* Activity:
Lines from the top of the entries through the line that has "pub fn navigate(url: Url)" must be duplicated exactly, and no others.

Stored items
──────────────────────────────
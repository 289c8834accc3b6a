//! Offline caching of the app's static assets.
//!
//! This follows the life cycle of a browser service worker:
//!
//! 1. [`OfflineCache::install`] fetches the precache list into the current
//!    bucket. Either every URL is cached or none are.
//! 2. [`OfflineCache::activate`] deletes buckets left over from older
//!    versions.
//! 3. [`OfflineCache::fetch`] answers same-origin `GET` requests from the
//!    cache when it can, and from the network otherwise.

use url::Url;

use crate::prelude::*;

mod network;
mod storage;

pub use network::{Network, ReqwestNetwork};
pub use storage::{Cache, CacheStorage};

/// The name of the current cache bucket. Bump the version to invalidate
/// everything cached by older releases.
pub const CACHE_NAME: &str = "isil-ocr-v1";

/// Paths cached on install, relative to the origin.
pub const PRECACHE_URLS: &[&str] = &[
    "/",
    "/index.html",
    "/src/main.tsx",
    "/src/index.css",
    "/manifest.json",
];

/// What kind of resource a request is for.
#[derive(Clone, Copy, Debug, Default, PartialEq, Eq)]
pub enum Destination {
    /// A page navigation.
    Document,
    /// Anything else: scripts, styles, images, API calls.
    #[default]
    Other,
}

/// An outgoing request.
#[derive(Clone, Debug)]
pub struct Request {
    pub method: String,
    pub url: Url,
    pub destination: Destination,
}

impl Request {
    /// A `GET` request for a subresource.
    pub fn get(url: Url) -> Self {
        Self {
            method: "GET".to_owned(),
            url,
            destination: Destination::Other,
        }
    }

    /// A `GET` request for a page.
    pub fn navigate(url: Url) -> Self {
        Self {
            destination: Destination::Document,
            ..Self::get(url)
        }
    }
}

/// Where a response came from, from the point of view of our origin.
#[derive(Clone, Copy, Debug, PartialEq, Eq, Deserialize, Serialize)]
#[serde(rename_all = "snake_case")]
pub enum ResponseType {
    /// Same-origin. Only these are ever cached.
    Basic,
    /// Cross-origin.
    Cors,
}

/// A response, from the network or the cache.
#[derive(Clone, Debug, PartialEq, Eq, Deserialize, Serialize)]
#[serde(rename_all = "snake_case", deny_unknown_fields)]
pub struct Response {
    pub status: u16,
    pub response_type: ResponseType,
    #[serde(default, skip_serializing_if = "Option::is_none")]
    pub content_type: Option<String>,
    #[serde(with = "base64_body")]
    pub body: Vec<u8>,
}

impl Response {
    /// Should this response be stored in the cache?
    fn is_cacheable(&self) -> bool {
        self.status == 200 && self.response_type == ResponseType::Basic
    }
}

/// How [`OfflineCache::fetch`] handled a request.
#[derive(Clone, Debug, PartialEq, Eq)]
pub enum FetchOutcome {
    /// Not ours to handle. The caller should go to the network directly.
    Passthrough,
    /// Answered from the cache.
    Cached(Response),
    /// Answered from the network.
    Network(Response),
    /// The network failed, so we served the cached root page instead.
    Fallback(Response),
}

impl FetchOutcome {
    /// The response, if we produced one.
    pub fn response(&self) -> Option<&Response> {
        match self {
            FetchOutcome::Passthrough => None,
            FetchOutcome::Cached(response)
            | FetchOutcome::Network(response)
            | FetchOutcome::Fallback(response) => Some(response),
        }
    }
}

/// An offline cache for a single origin.
pub struct OfflineCache {
    cache_name: String,
    origin: Url,
    storage: CacheStorage,
    network: Arc<dyn Network>,
}

impl OfflineCache {
    /// Create a cache for `origin`, storing buckets in `storage`.
    pub fn new(
        cache_name: impl Into<String>,
        origin: Url,
        storage: CacheStorage,
        network: Arc<dyn Network>,
    ) -> Self {
        Self {
            cache_name: cache_name.into(),
            origin,
            storage,
            network,
        }
    }

    /// The name of the bucket we read and write.
    pub fn cache_name(&self) -> &str {
        &self.cache_name
    }

    /// Open our bucket.
    pub async fn open(&self) -> Result<Cache> {
        self.storage.open(&self.cache_name).await
    }

    /// Precache [`PRECACHE_URLS`]. Returns the number of URLs cached.
    ///
    /// Running this twice simply refreshes the same entries.
    #[instrument(level = "info", skip_all, fields(cache = %self.cache_name))]
    pub async fn install(&self) -> Result<usize> {
        let count = self.add_urls(PRECACHE_URLS).await?;
        // There is only ever one of us running, so there is no older version
        // to wait for.
        debug!("Install complete, taking over immediately");
        Ok(count)
    }

    /// Delete every bucket except ours. Returns the deleted names.
    #[instrument(level = "info", skip_all, fields(cache = %self.cache_name))]
    pub async fn activate(&self) -> Result<Vec<String>> {
        let mut deleted = vec![];
        for name in self.storage.keys().await? {
            if name == self.cache_name {
                continue;
            }
            if self.storage.delete(&name).await? {
                info!(old_cache = %name, "Deleted old cache");
                deleted.push(name);
            }
        }
        Ok(deleted)
    }

    /// Fetch and cache `urls`, resolved against our origin.
    ///
    /// This is all-or-nothing: if any URL fails to fetch, or returns anything
    /// other than 200, nothing is written.
    #[instrument(level = "debug", skip_all, fields(count = urls.len()))]
    pub async fn add_urls<S: AsRef<str>>(&self, urls: &[S]) -> Result<usize> {
        let mut fetched = Vec::with_capacity(urls.len());
        for url in urls {
            let url = self
                .origin
                .join(url.as_ref())
                .with_context(|| format!("Invalid URL {:?}", url.as_ref()))?;
            let response = self.network.fetch(&Request::get(url.clone())).await?;
            if response.status != 200 {
                bail!("Failed to cache {}: HTTP status {}", url, response.status);
            }
            fetched.push((url, response));
        }

        let cache = self.open().await?;
        for (url, response) in &fetched {
            cache.put(url.as_str(), response).await?;
        }
        Ok(fetched.len())
    }

    /// Answer a request, from the cache if possible.
    ///
    /// Only same-origin `GET` requests are handled. Successful same-origin
    /// responses are added to the cache on the way through. If the network
    /// fails while loading a page, we serve the cached root page.
    #[instrument(level = "debug", skip_all, fields(method = %request.method, url = %request.url))]
    pub async fn fetch(&self, request: &Request) -> Result<FetchOutcome> {
        if request.method != "GET" || request.url.origin() != self.origin.origin() {
            trace!("Not handling request");
            return Ok(FetchOutcome::Passthrough);
        }

        // A broken cache must never stop us from reaching the network.
        let cache = match self.open().await {
            Ok(cache) => Some(cache),
            Err(err) => {
                warn!("Failed to open cache: {:#}", err);
                None
            }
        };
        if let Some(response) = lookup(cache.as_ref(), request.url.as_str()).await {
            debug!("Cache hit");
            return Ok(FetchOutcome::Cached(response));
        }

        match self.network.fetch(request).await {
            Ok(response) => {
                if let Some(cache) = cache.as_ref().filter(|_| response.is_cacheable()) {
                    if let Err(err) = cache.put(request.url.as_str(), &response).await {
                        warn!("Failed to cache response: {:#}", err);
                    }
                }
                Ok(FetchOutcome::Network(response))
            }
            Err(err) if request.destination == Destination::Document => {
                let root = self.origin.join("/")?;
                match lookup(cache.as_ref(), root.as_str()).await {
                    Some(response) => {
                        warn!("Network failed, serving cached root page: {:#}", err);
                        Ok(FetchOutcome::Fallback(response))
                    }
                    None => Err(err),
                }
            }
            Err(err) => Err(err),
        }
    }
}

/// Look up `url`, treating an unreadable entry as a miss.
async fn lookup(cache: Option<&Cache>, url: &str) -> Option<Response> {
    match cache?.match_url(url).await {
        Ok(response) => response,
        Err(err) => {
            warn!("Ignoring cache entry: {:#}", err);
            None
        }
    }
}

/// Store response bodies as base64 strings, which keeps cache entries
/// readable JSON.
mod base64_body {
    use base64::{Engine as _, prelude::BASE64_STANDARD};
    use serde::{Deserialize as _, Deserializer, Serializer, de::Error as _};

    pub fn serialize<S: Serializer>(body: &[u8], serializer: S) -> Result<S::Ok, S::Error> {
        serializer.serialize_str(&BASE64_STANDARD.encode(body))
    }

    pub fn deserialize<'de, D: Deserializer<'de>>(deserializer: D) -> Result<Vec<u8>, D::Error> {
        let encoded = String::deserialize(deserializer)?;
        BASE64_STANDARD.decode(encoded).map_err(D::Error::custom)
    }
}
──────────────────────────────
* Exercise solution:
repository 289c8834accc3b6a
//! Offline caching of the app's static assets.
//!
//! This follows the life cycle of a browser service worker:
//!
//! 1. [`OfflineCache::install`] fetches the precache list into the current
//!    bucket. Either every URL is cached or none are.
//! 2. [`OfflineCache::activate`] deletes buckets left over from older
//!    versions.
//! 3. [`OfflineCache::fetch`] answers same-origin `GET` requests from the
//!    cache when it can, and from the network otherwise.

use url::Url;

use crate::prelude::*;

mod network;
mod storage;

pub use network::{Network, ReqwestNetwork};
pub use storage::{Cache, CacheStorage};

/// The name of the current cache bucket. Bump the version to invalidate
/// everything cached by older releases.
pub const CACHE_NAME: &str = "isil-ocr-v1";

/// Paths cached on install, relative to the origin.
pub const PRECACHE_URLS: &[&str] = &[
    "/",
    "/index.html",
    "/src/main.tsx",
    "/src/index.css",
    "/manifest.json",
];

/// What kind of resource a request is for.
#[derive(Clone, Copy, Debug, Default, PartialEq, Eq)]
pub enum Destination {
    /// A page navigation.
    Document,
    /// Anything else: scripts, styles, images, API calls.
    #[default]
    Other,
}

/// An outgoing request.
#[derive(Clone, Debug)]
pub struct Request {
    pub method: String,
    pub url: Url,
    pub destination: Destination,
}

impl Request {
    /// A `GET` request for a subresource.
    pub fn get(url: Url) -> Self {
        Self {
            method: "GET".to_owned(),
            url,
            destination: Destination::Other,
        }
    }

    /// A `GET` request for a page.
    pub fn navigate(url: Url) -> Self {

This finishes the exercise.